Say Cheese! Our favourite photos on World Photography Day
Today is World Photography Day, an annual celebration to raise awareness about the importance of photography.
The day dates back to 1837, when Frenchmen Louis Daguerre and Joseph Nicephore Niepce created the Daguerreotype, the first publicly available photographic process. It takes place on this day to commemorates the declaration of patent for the invention by the French government.
It’s a day to celebrate photographers and their craft, the process of documenting memories, as well as to learn about other people and cultures through the medium of photography. Above all, it aims to show that photo lovers from all over the world can enjoy an artform on a common platform, allowing them to embrace memory through a lens that can highlight or transcend the confines of reality.
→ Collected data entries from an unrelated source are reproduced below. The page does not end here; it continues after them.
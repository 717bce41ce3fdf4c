//! Rect Runner entry point
//!
//! Handles platform-specific initialization and runs the game loop.

#[cfg(target_arch = "wasm32")]
use wasm_bindgen::prelude::*;

#[cfg(target_arch = "wasm32")]
mod wasm_game {
    use std::cell::RefCell;
    use std::rc::Rc;
    use wasm_bindgen::prelude::*;
    use web_sys::{HtmlCanvasElement, KeyboardEvent};

    use rect_runner::input::KeyboardInput;
    use rect_runner::renderer::CanvasSurface;
    use rect_runner::{Game, GameConfig, GameError, Settings};

    type BrowserGame = Game<Rc<KeyboardInput>, CanvasSurface>;

    pub fn run() -> Result<(), GameError> {
        console_error_panic_hook::set_once();
        console_log::init_with_level(log::Level::Info)
            .map_err(|e| GameError::Platform(format!("logger init failed: {e}")))?;

        log::info!("Rect Runner starting...");

        let window = web_sys::window().ok_or_else(|| GameError::Platform("no window".into()))?;
        let document = window
            .document()
            .ok_or_else(|| GameError::Platform("no document".into()))?;
        let canvas = document
            .get_element_by_id("game")
            .ok_or_else(|| GameError::Platform("missing #game canvas".into()))?
            .dyn_into::<HtmlCanvasElement>()
            .map_err(|_| GameError::Platform("#game is not a canvas".into()))?;

        let width = window
            .inner_width()
            .ok()
            .and_then(|v| v.as_f64())
            .unwrap_or(rect_runner::consts::FIELD_WIDTH as f64) as f32;
        let height = window
            .inner_height()
            .ok()
            .and_then(|v| v.as_f64())
            .unwrap_or(rect_runner::consts::FIELD_HEIGHT as f64) as f32;

        // Write back so the stored copy always lists every binding to edit
        let settings = Settings::load();
        settings.save();
        let config = GameConfig {
            field_width: width,
            field_height: height,
            seed: settings.seed.unwrap_or_else(|| js_sys::Date::now() as u64),
            tuning: settings.tuning.clone(),
            ..Default::default()
        };

        let keys = Rc::new(KeyboardInput::new(settings.bindings.clone()));
        let surface = CanvasSurface::new(&canvas, width, height)?;
        let game = Rc::new(RefCell::new(Game::new(config, Rc::clone(&keys), surface)?));

        setup_input_handlers(&window, keys);
        request_animation_frame(game);

        log::info!("Rect Runner running!");
        Ok(())
    }

    fn setup_input_handlers(window: &web_sys::Window, keys: Rc<KeyboardInput>) {
        {
            let keys = keys.clone();
            let closure = Closure::<dyn FnMut(_)>::new(move |event: KeyboardEvent| {
                if keys.key_down(&event.code()) {
                    event.prevent_default();
                }
            });
            let _ = window
                .add_event_listener_with_callback("keydown", closure.as_ref().unchecked_ref());
            closure.forget();
        }

        {
            let keys = keys.clone();
            let closure = Closure::<dyn FnMut(_)>::new(move |event: KeyboardEvent| {
                if keys.key_up(&event.code()) {
                    event.prevent_default();
                }
            });
            let _ = window
                .add_event_listener_with_callback("keyup", closure.as_ref().unchecked_ref());
            closure.forget();
        }

        // Key releases are lost while unfocused
        let closure = Closure::<dyn FnMut(_)>::new(move |_event: web_sys::Event| {
            keys.release_all();
            log::info!("Window blurred, released held keys");
        });
        let _ = window.add_event_listener_with_callback("blur", closure.as_ref().unchecked_ref());
        closure.forget();
    }

    fn request_animation_frame(game: Rc<RefCell<BrowserGame>>) {
        let Some(window) = web_sys::window() else {
            log::error!("Window went away, stopping game loop");
            return;
        };
        let closure = Closure::once(move |_time: f64| {
            game_loop(game);
        });
        let _ = window.request_animation_frame(closure.as_ref().unchecked_ref());
        closure.forget();
    }

    fn game_loop(game: Rc<RefCell<BrowserGame>>) {
        // Schedule first, like the page loop it replaces: the next frame
        // comes whether or not a run is active
        request_animation_frame(game.clone());
        game.borrow_mut().frame();
    }
}

#[cfg(target_arch = "wasm32")]
#[wasm_bindgen(start)]
pub fn wasm_main() {
    if let Err(e) = wasm_game::run() {
        log::error!("Rect Runner failed to start: {e}");
    }
}

#[cfg(not(target_arch = "wasm32"))]
const DEFAULT_DEMO_FRAMES: u64 = 3600;

#[cfg(not(target_arch = "wasm32"))]
fn main() {
    env_logger::init();
    log::info!("Rect Runner (native) starting...");
    log::info!("Native mode runs a headless autopilot demo - run with `trunk serve` for the web version");

    let frames = std::env::args()
        .nth(1)
        .and_then(|arg| arg.parse().ok())
        .unwrap_or(DEFAULT_DEMO_FRAMES);

    if let Err(e) = run_demo(frames) {
        log::error!("{e}");
        std::process::exit(1);
    }
}

#[cfg(target_arch = "wasm32")]
fn main() {
    // WASM entry point is wasm_main, this is just to satisfy the compiler
}

/// Let the autopilot play for a fixed number of frames and report the result
#[cfg(not(target_arch = "wasm32"))]
fn run_demo(frames: u64) -> Result<(), rect_runner::GameError> {
    use rect_runner::renderer::{Color, RecordingSurface};
    use rect_runner::sim::{TickInput, autopilot};
    use rect_runner::{Game, GameConfig, Settings};

    let settings = Settings::load();
    settings.save();
    let config = GameConfig {
        seed: settings.seed.unwrap_or(0x5eed),
        tuning: settings.tuning,
        ..Default::default()
    };
    let mut game = Game::new(config, TickInput::default(), RecordingSurface::new())?;

    let mut runs = 0u32;
    let mut best_ticks = 0u64;
    let mut obstacles_drawn = 0usize;
    for _ in 0..frames {
        let was_running = game.state().is_running();
        let input = autopilot(game.state());
        game.frame_with(&input);

        if !was_running && game.state().is_running() {
            runs += 1;
        }
        best_ticks = best_ticks.max(game.state().time_ticks);
        obstacles_drawn += game.surface().filled(Color::Blue).len();
        game.surface_mut().reset();
    }

    log::info!(
        "Demo finished: {} frames, {} runs, longest run {} ticks, {} obstacle draws",
        game.frames(),
        runs,
        best_ticks,
        obstacles_drawn
    );
    println!("{}", serde_json::to_string_pretty(game.state())?);
    Ok(())
}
The Euronews Culture team has handpicked their favourite photos and wish to share them with you - today of all days.
‘Nightshot’ - 2008
By: Olivier Metzger
My favourite photography is the kind that feels like glancing into the warm glow of an open-curtained window on a pitch black night. I shouldn’t look, the life inside is secret. But in that momentary peak, you catch glimmers of people. Maybe an old Christmas tree. A broken-eared cat ornament. The flickers of faces on TV. Fleeting fragments of something, or someone, that become freeze frames for your mind to piece together into meaning. This photograph by the late French photographer Olivier Metzger captures this quite literally.
Part of his 2008 ‘Nightshot’ series, for which he won the BMW Special Prize, a woman stands on the phone, framed by a large window of light that's swallowed in darkness. Throughout his career, Metzger was especially fascinated with night, playing with lighting and shapes to capture a cinematic essence of the world.
This one in particular reminds me of an Edward Hopper painting in the way it holds an unspoken moment; those sinking realisations of loneliness and longing that are cradled by artificial ambience. There’s a dreamlike quality to it, like sleepwalking into a place that’s only half familiar. There are small details in the home, a painting, some furniture - but it also feels hollow and fake, like a dollhouse floating in an abyss.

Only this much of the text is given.